Grand Master is a title of honour as well as an office in Freemasonry, given to a freemason elected to oversee a Masonic jurisdiction, derived from the office of Grand Masters in chivalric orders. He presides over a Grand Lodge and has certain rights in the constituent lodges that form his jurisdiction. In most cases, the Grand Master is styled "Most Worshipful Grand Master."

==Traditions==
There are two distinct traditions in connection with the office of Grand Master. Generally speaking, the European practice is for the same Grand Master to be re-elected for several consecutive years, maybe even several decades, whilst in other countries, a Grand Master serves a set term of only one to three years and then retires.

In several European countries, the position of Grand Master has often been held by members of royal families or the high nobility. In Denmark, both Christian VIII and Frederik VII served as Grand Master while also serving as king.
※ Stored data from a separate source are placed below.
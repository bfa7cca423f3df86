//! Settings resolution with CLI flag overrides.

use pcap2socks_api::{HttpBackend, TransportConfig};
use pcap2socks_config::Settings;
use pcap2socks_core::{Session, StatusUpdate};
use tokio::sync::mpsc::UnboundedReceiver;

use crate::cli::GlobalOpts;
use crate::error::CliError;

/// A backend session for the resolved endpoint.
pub type CliSession = Session<HttpBackend>;

/// Settings from file and environment, with `--endpoint`, `--timeout` and
/// `--data-dir` applied on top.
pub fn resolve_settings(global: &GlobalOpts) -> Result<Settings, CliError> {
    let mut settings = pcap2socks_config::load_settings()?;
    if let Some(endpoint) = &global.endpoint {
        settings.backend.endpoint.clone_from(endpoint);
    }
    if let Some(timeout) = global.timeout {
        settings.backend.timeout_secs = timeout;
    }
    if let Some(dir) = &global.data_dir {
        settings.data_dir = Some(dir.clone());
    }
    Ok(settings)
}

pub fn connect(
    settings: &Settings,
) -> Result<(CliSession, UnboundedReceiver<StatusUpdate>), CliError> {
    let endpoint = settings.endpoint_url()?;
    let transport = TransportConfig::default().with_timeout(settings.timeout());
    let backend = HttpBackend::new(endpoint, &transport).map_err(|e| CliError::Validation {
        field: "endpoint".into(),
        reason: e.to_string(),
    })?;
    tracing::debug!(endpoint = %backend.endpoint(), "using backend");
    Ok(Session::new(backend, settings.status_interval()))
}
Such was also the case with Oscar II in Sweden.

=== United Grand Lodge of England ===
In the United Grand Lodge of England, which covers England and Wales, if the Grand Master is traditionally a Prince of the Blood Royal, that is a member of the Royal Family, he may appoint a 'Pro Grand Master' ('Pro' is from the Latin for 'for') to be "his principal adviser, and to act for him on those occasions when, due to royal engagements, he is unable to be present". The Pro Grand Master is distinct from the Deputy Grand Master.

Prince Edward, Duke of Kent was first elected Grand Master in 1967 and has been re-elected each year since.

=== Variants ===
Examples where a different title is used for Grand Master are the Grand Lodge of Pennsylvania, where the Grand Master is titled "Right Worshipful" as well as the Grand Lodge of Scotland, the role is titled "Grand Master Mason".

==Deputies==
Just as the Worshipful Master of a Lodge annually appoints lodge officers to assist him, so the Grand Master of each Grand Lodge annually appoints Grand Lodge officers to assist him in his work. Grand Lodges often elect or appoint Deputy Grand Masters, sometimes also known as District Deputy Grand Masters, who can act on behalf of the Grand Master when he is unable to do so.

In the United Grand Lodge of England, the head of a Provincial Grand Lodge is titled as Provincial Grand Master.